Warren Buffett’ s “One-Dollar” metric


Warren Buffett’ s “One-Dollar” metric

One of the key metrics that Warren Buffett evaluates in any business decision is ‘One-Dollar’ measure, which is found in Hagstrom’s “The Warren Buffett Way”

The theory explains that for every dollar of retained earnings that a company holds and doesn’t pay out in dividends, how much was created in market value.

This is an excellent measure of how to judge how strong a company really is.

I tried to come up with an example using Asian Paints stock for the period 2000 to 2012

Following Bonus shares were issued by Asian Paints during this period
28/05/2003             1 : 2
30/05/2000             3 : 5

N.P – Net Profit
Div – Dividend
R.E – Retained Earnings – taken as Net profit – Dividend
M.C – Market Cap (Taken the highest share price of the year * # of shares in that year)
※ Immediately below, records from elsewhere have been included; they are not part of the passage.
//! Index dispatch queue
//!
//! Hashes pushed by protocol handlers wait in an unbounded channel. One
//! task drains it while the node is not suspended, runs the [`Indexer`] on
//! a blocking thread and stores each finished hash through the
//! [`MarkerStore`].

use crate::network::controls::Controls;
use crate::storage::{MarkerStore, StorageError};
use parking_lot::Mutex;
use std::sync::atomic::{AtomicU64, AtomicUsize, Ordering};
use std::sync::Arc;
use thiserror::Error;
use tokio::sync::mpsc;
use tokio::task::JoinHandle;

/// Transaction hash as received from the network
pub type TxHash = [u8; 32];

/// Indexing errors
#[derive(Error, Debug)]
pub enum IndexError {
    #[error("Indexing failed: {0}")]
    Failed(String),
    #[error("Storage error: {0}")]
    Storage(#[from] StorageError),
    #[error("Dispatch queue is closed")]
    Closed,
}

/// Consumer of dispatched hashes
pub trait Indexer: Send + Sync + 'static {
    /// Called once before the first hash with the last stored marker
    fn resume(&self, last: Option<&[u8]>) -> Result<(), IndexError>;

    /// Index one transaction
    fn index(&self, hash: &TxHash) -> Result<(), IndexError>;
}

/// Indexer that only logs what it is handed
#[derive(Debug, Default)]
pub struct LogIndexer;

impl Indexer for LogIndexer {
    fn resume(&self, last: Option<&[u8]>) -> Result<(), IndexError> {
        match last {
            Some(marker) => log::info!("Indexing resumes after {}", hex::encode(marker)),
            None => log::info!("Indexing starts from scratch"),
        }
        Ok(())
    }

    fn index(&self, hash: &TxHash) -> Result<(), IndexError> {
        log::debug!("Indexed {}", hex::encode(hash));
        Ok(())
    }
}

/// Queue between the network and the indexer
pub struct IndexDispatch {
    tx: mpsc::UnboundedSender<TxHash>,
    pending: Arc<AtomicUsize>,
    processed: Arc<AtomicU64>,
    handle: Mutex<Option<JoinHandle<()>>>,
}

impl IndexDispatch {
    /// Resume the indexer from the stored marker and start consuming
    pub fn start(
        indexer: Arc<dyn Indexer>,
        markers: Arc<dyn MarkerStore>,
        controls: Controls,
    ) -> Result<Self, IndexError> {
        let last = markers.read_last()?;
        indexer.resume(last.as_deref())?;

        let (tx, rx) = mpsc::unbounded_channel();
        let pending = Arc::new(AtomicUsize::new(0));
        let processed = Arc::new(AtomicU64::new(0));

        let handle = tokio::spawn(run(
            rx,
            indexer,
            markers,
            controls,
            Arc::clone(&pending),
            Arc::clone(&processed),
        ));

        Ok(Self {
            tx,
            pending,
            processed,
            handle: Mutex::new(Some(handle)),
        })
    }

    /// Queue a hash for indexing
    pub fn push(&self, hash: TxHash) -> Result<(), IndexError> {
        self.pending.fetch_add(1, Ordering::AcqRel);
        if self.tx.send(hash).is_err() {
            self.pending.fetch_sub(1, Ordering::AcqRel);
            return Err(IndexError::Closed);
        }
        Ok(())
    }

    /// Hashes queued but not yet indexed
    pub fn pending(&self) -> usize {
        self.pending.load(Ordering::Acquire)
    }

    /// Hashes indexed since start
    pub fn processed(&self) -> u64 {
        self.processed.load(Ordering::Acquire)
    }

    /// Wait for the consumer task to exit after shutdown
    pub async fn join(&self) {
        let handle = self.handle.lock().take();
        if let Some(handle) = handle {
            if let Err(e) = handle.await {
                log::warn!("Index dispatch ended abnormally: {}", e);
            }
        }
    }
}

async fn run(
    mut rx: mpsc::UnboundedReceiver<TxHash>,
    indexer: Arc<dyn Indexer>,
    markers: Arc<dyn MarkerStore>,
    controls: Controls,
    pending: Arc<AtomicUsize>,
    processed: Arc<AtomicU64>,
) {
    let shutdown = controls.child_token();
    let mut held: Option<TxHash> = None;

    loop {
        if !controls.wait_resumed().await {
            break;
        }

        let hash = match held.take() {
            Some(hash) => hash,
            None => tokio::select! {
                _ = shutdown.cancelled() => break,
                _ = controls.changed() => continue,
                item = rx.recv() => match item {
                    Some(hash) => hash,
                    None => break,
                },
            },
        };

        // Suspended while waiting: keep it for after the resume
        if controls.is_suspended() {
            held = Some(hash);
            continue;
        }

        let indexer = Arc::clone(&indexer);
        let markers = Arc::clone(&markers);
        let result = tokio::task::spawn_blocking(move || -> Result<(), IndexError> {
            indexer.index(&hash)?;
            markers.write_last(&hash)?;
            Ok(())
        })
        .await;

        match result {
            Ok(Ok(())) => {
                processed.fetch_add(1, Ordering::AcqRel);
            }
            Ok(Err(e)) => log::warn!("Could not index {}: {}", hex::encode(hash), e),
            Err(e) => log::warn!("Indexer task failed on {}: {}", hex::encode(hash), e),
        }
        pending.fetch_sub(1, Ordering::AcqRel);
    }

    rx.close();
    log::debug!("Index dispatch stopped with {} pending", pending.load(Ordering::Acquire));
}
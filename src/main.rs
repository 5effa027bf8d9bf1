//! peerlink node
//!
//! Command-line entry point: runs the protocol servers, checks a
//! configuration or lists the address book.

use clap::{Parser, Subcommand};
use peerlink::cli::{self, Overrides};
use std::net::SocketAddr;
use std::path::PathBuf;

#[derive(Parser)]
#[command(name = "peerlink")]
#[command(author = "Darshan")]
#[command(version = "0.1.0")]
#[command(about = "Peer-to-peer connection server with DDOS admission control", long_about = None)]
struct Cli {
    /// Configuration file
    #[arg(short, long, default_value = "peerlink.toml")]
    config: PathBuf,

    /// Data directory for the address book and markers
    #[arg(short, long)]
    data_dir: Option<PathBuf>,

    /// Client mode: dial out but never serve
    #[arg(long)]
    client: bool,

    /// Open (true) or skip (false) listeners on every server
    #[arg(long)]
    listen: Option<bool>,

    /// Worker threads per server
    #[arg(short, long)]
    threads: Option<usize>,

    /// Peer to keep connected (repeatable)
    #[arg(long)]
    connect: Vec<SocketAddr>,

    /// Accept loopback and private peer addresses
    #[arg(long)]
    allow_local: bool,

    #[command(subcommand)]
    command: Commands,
}

#[derive(Subcommand)]
enum Commands {
    /// Run the node until interrupted
    Run,

    /// Show which servers the configuration starts
    CheckConfig,

    /// List known peers
    Peers {
        /// How many to show
        #[arg(short = 'n', long, default_value = "50")]
        count: usize,
    },
}

fn main() -> Result<(), Box<dyn std::error::Error>> {
    // Initialize logger
    env_logger::Builder::from_env(env_logger::Env::default().default_filter_or("info")).init();

    let cli = Cli::parse();

    let overrides = Overrides {
        data_dir: cli.data_dir,
        client: cli.client,
        listen: cli.listen,
        threads: cli.threads,
        connect: cli.connect,
        allow_local: cli.allow_local,
    };
    let config = cli::load_config(&cli.config, &overrides)?;

    match cli.command {
        Commands::CheckConfig => cli::cmd_check_config(&config),

        Commands::Run => {
            let rt = tokio::runtime::Runtime::new()?;
            rt.block_on(cli::cmd_run(config))
        }

        Commands::Peers { count } => {
            let rt = tokio::runtime::Runtime::new()?;
            rt.block_on(cli::cmd_peers(&config, count))
        }
    }
}
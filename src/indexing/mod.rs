//! Indexing hand-off
//!
//! The networking layer pushes received transaction hashes into an
//! [`IndexDispatch`]; one task feeds them to an [`Indexer`] and records
//! each finished hash as the last-processed marker so indexing resumes
//! where it stopped after a restart.

pub mod dispatch;

pub use dispatch::{IndexDispatch, IndexError, Indexer, LogIndexer, TxHash};
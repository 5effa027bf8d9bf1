//! DDOS admission control
//!
//! Each server owns a [`DdosFilter`]. Every accepted connection and every
//! handled packet adds weight to the remote address's score; an address whose
//! connection or request score reaches its threshold inside the window is
//! banned for the length of the window.

use parking_lot::Mutex;
use std::collections::HashMap;
use std::net::IpAddr;
use std::time::{Duration, Instant};

/// What a score is for
#[derive(Debug, Clone, Copy, PartialEq, Eq)]
pub enum ScoreKind {
    Connection,
    Request,
}

/// Thresholds, window and weights of one filter
#[derive(Debug, Clone)]
pub struct DdosSettings {
    pub connection_threshold: u32,
    pub request_threshold: u32,
    pub window: Duration,
    pub connection_weight: u32,
    pub request_weight: u32,
}

impl Default for DdosSettings {
    fn default() -> Self {
        Self {
            connection_threshold: 1,
            request_threshold: 2000,
            window: Duration::from_secs(20),
            connection_weight: 1,
            request_weight: 1,
        }
    }
}

/// One sliding-window accumulator
#[derive(Debug, Clone, Copy)]
struct Accumulator {
    total: u32,
    last: Instant,
}

impl Accumulator {
    fn new(now: Instant) -> Self {
        Self { total: 0, last: now }
    }

    /// Add weight, starting over if untouched for longer than `window`
    fn add(&mut self, weight: u32, window: Duration, now: Instant) -> u32 {
        if now.saturating_duration_since(self.last) > window {
            self.total = 0;
        }
        self.total = self.total.saturating_add(weight);
        self.last = now;
        self.total
    }

    fn lapsed(&self, window: Duration, now: Instant) -> bool {
        now.saturating_duration_since(self.last) > window
    }
}

/// Score state of one remote address
#[derive(Debug, Clone)]
pub struct DdosScore {
    connections: Accumulator,
    requests: Accumulator,
    banned_until: Option<Instant>,
}

impl DdosScore {
    fn new(now: Instant) -> Self {
        Self {
            connections: Accumulator::new(now),
            requests: Accumulator::new(now),
            banned_until: None,
        }
    }

    fn is_banned(&self, now: Instant) -> bool {
        self.banned_until.map_or(false, |until| now < until)
    }
}

/// Per-address scoring engine
#[derive(Debug)]
pub struct DdosFilter {
    settings: DdosSettings,
    scores: Mutex<HashMap<IpAddr, DdosScore>>,
}

impl DdosFilter {
    pub fn new(settings: DdosSettings) -> Self {
        Self {
            settings,
            scores: Mutex::new(HashMap::new()),
        }
    }

    pub fn settings(&self) -> &DdosSettings {
        &self.settings
    }

    /// Add `weight` to the address's score. Returns true if it is banned afterwards.
    pub fn score(&self, ip: IpAddr, weight: u32, kind: ScoreKind) -> bool {
        self.score_at(ip, weight, kind, Instant::now())
    }

    /// [`DdosFilter::score`] with the clock supplied by the caller
    pub fn score_at(&self, ip: IpAddr, weight: u32, kind: ScoreKind, now: Instant) -> bool {
        let window = self.settings.window;
        let mut scores = self.scores.lock();
        let entry = scores.entry(ip).or_insert_with(|| DdosScore::new(now));

        let (total, threshold) = match kind {
            ScoreKind::Connection => (
                entry.connections.add(weight, window, now),
                self.settings.connection_threshold,
            ),
            ScoreKind::Request => (
                entry.requests.add(weight, window, now),
                self.settings.request_threshold,
            ),
        };

        if entry.is_banned(now) {
            return true;
        }

        if threshold > 0 && total >= threshold {
            entry.banned_until = Some(now + window);
            log::warn!(
                "DDOS ban on {} for {:?}: {:?} score {} reached {}",
                ip,
                window,
                kind,
                total,
                threshold
            );
            return true;
        }

        false
    }

    /// Score one accepted connection with the configured weight
    pub fn score_connection(&self, ip: IpAddr) -> bool {
        self.score(ip, self.settings.connection_weight, ScoreKind::Connection)
    }

    /// Score one handled request with the configured weight
    pub fn score_request(&self, ip: IpAddr) -> bool {
        self.score(ip, self.settings.request_weight, ScoreKind::Request)
    }

    pub fn is_banned(&self, ip: &IpAddr) -> bool {
        self.is_banned_at(ip, Instant::now())
    }

    pub fn is_banned_at(&self, ip: &IpAddr, now: Instant) -> bool {
        self.scores
            .lock()
            .get(ip)
            .map_or(false, |s| s.is_banned(now))
    }

    /// Ban an address for `duration` regardless of its score
    pub fn ban(&self, ip: IpAddr, duration: Duration) {
        let now = Instant::now();
        let mut scores = self.scores.lock();
        let entry = scores.entry(ip).or_insert_with(|| DdosScore::new(now));
        entry.banned_until = Some(now + duration);
        log::warn!("Banned {} for {:?}", ip, duration);
    }

    /// Drop entries whose ban is over and whose windows have lapsed
    pub fn evict_expired(&self, now: Instant) -> usize {
        let window = self.settings.window;
        let mut scores = self.scores.lock();
        let before = scores.len();
        scores.retain(|_, s| {
            s.is_banned(now) || !s.connections.lapsed(window, now) || !s.requests.lapsed(window, now)
        });
        before - scores.len()
    }

    pub fn tracked(&self) -> usize {
        self.scores.lock().len()
    }
}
 All numbers are in crores (source – moneycontrol.com)

Year

N.P

Div

R.E

M.C

2000

97.34

40.12

57.22

1,435.00

2001

106.39

44.93

61.46

2002

115.33

57.77

57.56

2003

142.01

70.61

71.40

2004

147.79

81.53

66.26

2005

173.48

91.13

82.35

2006

187.81

119.90

67.91

2007

272.05

124.70

147.35

2008

375.20

163.06

212.14

2009

362.36

167.86

194.50

2010

774.50

258.98

515.52

2011

775.15

306.94

468.21

2012

958.39

383.69

574.70

43,139.00

TOTAL

4,487.80

1,911.22

2,576.58

Total retained earnings from 2000 to 2012 = 2576.58

Total increase in market cap from 2000 to 2012 = 41704.00 approx

Every rupee of retained earnings is equal to = 41704.00 / 2576.58 = 16.185

So instead of paying out as dividend to shareholders, Asian Paints has generated a value of 16.185 for each rupee retained.

Hence, from this metric point of view, Asian Paints as a company is truly a Wealth Generator for investors.